Negotiation Tips

Now that you've been offered the job, get ready for a polite game of cat and mouse. The next step after a successful interview is usually a verbal offer. When and if you receive a verbal offer, be appreciative and thankful. You don't have to provide your potential employers with an answer right away but you can show you are interested by saying "thank you very much, I look forward to receiving the offer letter and reading through the details."

 

Read the Small Print


Make absolutely sure that you read through everything and have all of your questions answered before you put your signature on a contract or written offer. Make sure everything you have been promised in conversation is also in writing in the contract. That includes benefits, commission plans, training (for example certification or further professional training) or holidays entitlement. Don't take anything for granted. Always get it in writing!  

Don't say yes to an offer right away. Be enthusiastic and appreciative when you get the job offer, but ask for at least 24 hours to respond. This gives you time to get over your initial joy at being selected. If you feel the salary is insufficient, express your concern to the employer when asking for time to consider the offer. You'll find out right away whether the salary quoted is set in stone or is flexible.

 

Salary Negotiation


When questioned about desired salary, the best response is one that returns the employer's ball back into his court: You can say, "what kind of salary range are you working with?" or "I'd like to make as much as other employees with my qualifications." or "What is a typical salary for this position?" Another strategy is to avoid a specific figure and name a salary range instead. Say: "I was thinking of a salary in the $60,000 to $70,000 range."  

Do not disclose past salary. Once your past salary is on the table, your negotiating edge goes out the window.  By not disclosing exactly what your current salary is or exactly what it would take to get you to leave your current job, you'll force a potential employer to make its best offer.   

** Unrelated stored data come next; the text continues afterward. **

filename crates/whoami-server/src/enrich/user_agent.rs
/// Parsed User-Agent fields.
#[derive(Debug, Clone, PartialEq, Eq)]
pub struct UserAgentInfo {
    pub browser_name: String,
    pub browser_version: Option<String>,
    pub os_name: String,
    pub os_version: Option<String>,
    pub device_type: String,
}

impl UserAgentInfo {
    /// `"Chrome 120.0.0.0"`, or just the name when the version is unknown.
    pub fn browser_label(&self) -> String {
        join_version(&self.browser_name, self.browser_version.as_deref())
    }

    pub fn os_label(&self) -> String {
        join_version(&self.os_name, self.os_version.as_deref())
    }
}

fn join_version(name: &str, version: Option<&str>) -> String {
    match version {
        Some(version) => format!("{name} {version}"),
        None => name.to_string(),
    }
}

/// woothee reports unknown fields as `"UNKNOWN"` or an empty string.
fn known(value: &str) -> Option<String> {
    if value.is_empty() || value == "UNKNOWN" {
        None
    } else {
        Some(value.to_string())
    }
}

/// Parse a `User-Agent` string via the `woothee` crate.
///
/// Returns `None` if the UA string is empty or `woothee` cannot classify it.
pub fn parse_user_agent(user_agent: &str) -> Option<UserAgentInfo> {
    if user_agent.trim().is_empty() {
        return None;
    }

    let result = woothee::parser::Parser::new().parse(user_agent)?;

    // woothee `category` maps to our device convention:
    //   "pc"         → "desktop"
    //   "smartphone" → "mobile"
    //   "mobilephone"→ "mobile"
    //   "tablet"     → "tablet"
    //   "crawler"    → "bot"
    //   everything else → "desktop"
    let device_type = match result.category {
        "smartphone" | "mobilephone" => "mobile",
        "tablet" => "tablet",
        "crawler" => "bot",
        _ => "desktop",
    }
    .to_string();

    Some(UserAgentInfo {
        browser_name: known(result.name).unwrap_or_else(|| "Unknown".to_string()),
        browser_version: known(&result.version),
        os_name: known(result.os).unwrap_or_else(|| "Unknown".to_string()),
        os_version: known(&result.os_version),
        device_type,
    })
}
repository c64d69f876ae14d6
use thiserror::Error;

#[derive(Debug, Error)]
pub enum CoreError {
    #[error("serialization error: {0}")]
    Serialization(#[from] serde_json::Error),
}
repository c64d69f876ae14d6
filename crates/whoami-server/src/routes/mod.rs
pub mod health;
pub mod visits;
pub mod whoami;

Having multiple job offers puts you in a strong position so it is always a good idea to let potential employers know that you have other offers on the table. Be prepared to tell them what other companies are willing to offer and what kind of job/ industry it is.

 

Benefits & Perks


Don't forget the value of benefits and perks when negotiating a salary. Sometimes the salary offered may seem low. But benefits and perks can add up to 40% to your basic salary. Some benefits are fixed, but others are negotiable such as stock options, car packages, medical, bonuses, employee discounts, training, holiday time and sick leave.  

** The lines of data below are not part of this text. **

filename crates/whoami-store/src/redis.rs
use std::future::Future;
use std::sync::Arc;
use std::time::Duration;

use async_trait::async_trait;
use redis::{aio::MultiplexedConnection, RedisResult};
use tokio::sync::{Notify, RwLock};
use tracing::{info, warn};

use whoami_core::{ClientId, CounterStore, VisitCounts, VisitTotals};

use crate::{error::StoreError, health::StoreHealth};

const RECONNECT_STEP_MS: u64 = 50;
const RECONNECT_MAX_MS: u64 = 2_000;

/// Connection settings for [`RedisStore`].
#[derive(Debug, Clone)]
pub struct RedisConfig {
    pub url: String,
    pub key_prefix: String,
    pub connect_timeout: Duration,
    pub command_timeout: Duration,
    pub ping_interval: Duration,
}

impl RedisConfig {
    pub fn new(url: impl Into<String>, key_prefix: impl Into<String>) -> Self {
        Self {
            url: url.into(),
            key_prefix: key_prefix.into(),
            connect_timeout: Duration::from_secs(5),
            command_timeout: Duration::from_secs(2),
            ping_interval: Duration::from_secs(5),
        }
    }
}

/// Delay before reconnect attempt number `attempt` (1-based): grows by
/// 50 ms per attempt and is capped at 2 s. Attempts are unbounded.
pub fn reconnect_delay(attempt: u32) -> Duration {
    Duration::from_millis((u64::from(attempt) * RECONNECT_STEP_MS).min(RECONNECT_MAX_MS))
}

/// Visit counters kept in Redis.
///
/// Layout:
///
/// ```text
/// {prefix}:total     → integer, every recorded visit
/// {prefix}:clients   → hash, client key → that client's visit count
/// ```
///
/// An increment is `INCR` + `HINCRBY` + `HLEN` sent as one `MULTI/EXEC`
/// pipeline, so the three values it returns come from the same point in the
/// command stream. No client-side lock is held across the round trip; the
/// multiplexed connection is cloned out per call.
///
/// A command that fails without a reply (a timeout, or a connection dropped
/// mid-flight) is reported as a failure even though Redis may already have
/// executed it. The caller's fallback then counts that visit a second time in
/// the file store, so the sum across both stores can exceed the number of
/// requests by the number of such unanswered commands. It never falls short.
///
/// A supervisor task spawned by [`RedisStore::start`] owns the connection
/// lifecycle: it connects, pings periodically, and reconnects with linear
/// backoff. [`StoreHealth`] mirrors whether a live connection is available.
pub struct RedisStore {
    client: redis::Client,
    conn: RwLock<Option<MultiplexedConnection>>,
    health: StoreHealth,
    /// Woken by a failed command so the supervisor drops the connection.
    broken: Notify,
    total_key: String,
    clients_key: String,
    connect_timeout: Duration,
    command_timeout: Duration,
    ping_interval: Duration,
}

impl RedisStore {
    /// Build the store without connecting. It reports not-ready until a
    /// supervisor installs a connection.
    pub fn new(config: RedisConfig) -> Result<Self, StoreError> {
        let client = redis::Client::open(config.url.as_str())?;
        Ok(Self {
            client,
            conn: RwLock::new(None),
            health: StoreHealth::new(),
            broken: Notify::new(),
            total_key: format!("{}:total", config.key_prefix),
            clients_key: format!("{}:clients", config.key_prefix),
            connect_timeout: config.connect_timeout,
            command_timeout: config.command_timeout,
            ping_interval: config.ping_interval,
        })
    }

    /// Build the store and spawn its connection supervisor on the current
    /// Tokio runtime. The supervisor runs for the life of the process.
    pub fn start(config: RedisConfig) -> Result<Arc<Self>, StoreError> {
        let store = Arc::new(Self::new(config)?);
        tokio::spawn(Arc::clone(&store).supervise());
        Ok(store)
    }

    pub fn total_key(&self) -> &str {
        &self.total_key
    }

    pub fn clients_key(&self) -> &str {
        &self.clients_key
    }

    async fn supervise(self: Arc<Self>) {
        let mut attempt: u32 = 0;
        loop {
            if attempt > 0 {
                tokio::time::sleep(reconnect_delay(attempt)).await;
            }

            let conn = match self.open_connection().await {
                Ok(conn) => conn,
                Err(e) => {
                    attempt = attempt.saturating_add(1);
                    warn!(
                        attempt,
                        retry_in_ms = reconnect_delay(attempt).as_millis() as u64,
                        error = %e,
                        "Redis connect failed"
                    );
                    continue;
                }
            };

            info!(after_attempts = attempt, "Redis connected");
            *self.conn.write().await = Some(conn.clone());
            self.health.mark_ready();

            self.watch(conn).await;

            *self.conn.write().await = None;
            self.health.mark_unavailable();
            warn!("Redis connection lost, reconnecting");
            attempt = 1;
        }
    }

    async fn open_connection(&self) -> Result<MultiplexedConnection, StoreError> {
        match tokio::time::timeout(
            self.connect_timeout,
            self.client.get_multiplexed_async_connection(),
        )
        .await
        {
            Ok(result) => Ok(result?),
            Err(_) => Err(StoreError::Timeout(self.connect_timeout.as_millis() as u64)),
        }
    }

    /// Ping the connection until it fails or a command reports it broken.
    ///
    /// A failure reported while the supervisor is busy pinging is not queued
    /// as a wakeup; the readiness check on the next tick picks it up instead.
    async fn watch(&self, mut conn: MultiplexedConnection) {
        let mut ticker = tokio::time::interval(self.ping_interval);
        ticker.tick().await;
        loop {
            tokio::select! {
                _ = ticker.tick() => {
                    if !self.health.is_ready() {
                        return;
                    }
                    let pong: Result<String, StoreError> =
                        self.bounded(redis::cmd("PING").query_async(&mut conn)).await;
                    if let Err(e) = pong {
                        warn!(error = %e, "Redis ping failed");
                        return;
                    }
                }
                _ = self.broken.notified() => return,
            }
        }
    }

    async fn connection(&self) -> Result<MultiplexedConnection, StoreError> {
        if !self.health.is_ready() {
            return Err(StoreError::NotReady);
        }
        self.conn.read().await.clone().ok_or(StoreError::NotReady)
    }

    async fn bounded<T>(
        &self,
        command: impl Future<Output = RedisResult<T>>,
    ) -> Result<T, StoreError> {
        match tokio::time::timeout(self.command_timeout, command).await {
            Ok(result) => Ok(result?),
            Err(_) => Err(StoreError::Timeout(self.command_timeout.as_millis() as u64)),
        }
    }

    /// Mark the store unavailable and wake a watching supervisor. Only the
    /// call that flips the flag notifies, and no permit is stored, so a stale
    /// wakeup can never tear down the next connection.
    fn report_failure(&self, error: &StoreError) {
        if self.health.mark_unavailable() {
            warn!(error = %error, "Redis command failed, marking store unavailable");
            self.broken.notify_waiters();
        }
    }
}

#[async_trait]
impl CounterStore for RedisStore {
    async fn increment(&self, client: &ClientId) -> anyhow::Result<VisitCounts> {
        let mut conn = self.connection().await?;
        let result: Result<(u64, u64, u64), StoreError> = self
            .bounded(
                redis::pipe()
                    .atomic()
                    .incr(&self.total_key, 1u64)
                    .hincr(&self.clients_key, client.as_str(), 1u64)
                    .hlen(&self.clients_key)
                    .query_async(&mut conn),
            )
            .await;

        match result {
            Ok((total, your_visits, unique)) => Ok(VisitCounts {
                total,
                unique,
                your_visits,
            }),
            Err(e) => {
                self.report_failure(&e);
                Err(e.into())
            }
        }
    }

    async fn snapshot(&self) -> anyhow::Result<VisitTotals> {
        let mut conn = self.connection().await?;
        let result: Result<(Option<u64>, u64), StoreError> = self
            .bounded(
                redis::pipe()
                    .get(&self.total_key)
                    .hlen(&self.clients_key)
                    .query_async(&mut conn),
            )
            .await;

        match result {
            Ok((total, unique)) => Ok(VisitTotals {
                total: total.unwrap_or(0),
                unique,
            }),
            Err(e) => {
                self.report_failure(&e);
                Err(e.into())
            }
        }
    }

    fn is_ready(&self) -> bool {
        self.health.is_ready()
    }

    fn name(&self) -> &'static str {
        "redis"
    }
}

Make your salary discussion a friendly experience. Be amicable when discussing salary. You should make the employer feel that you are on the same side and working together to find a package that would satisfy everyone.  

 

Accepting the Job Offer


Once you have accepted a job offer and salary level, be sure to get the final job offer in writing.

 

Declining a Job Offer


If you decide not to accept the offer, make sure you leave on the best of terms. Treat every offer seriously and graciously. You can never tell who you may be doing business with in the future so don't burn any bridges. Also be prepared to answer this question: What would make you change your mind? If you are prepared to re-open negotiations, have a salary in mind. If the company is simply not for you, have an inoffensive answer ready.

Remember, negotiation is not about winning! The ultimate goal is to have both the employer and the employee happy with the salary and the overall package. If one party feels they are being exploited or undervalued, then there will most likely be underlying resentment during that working relationship.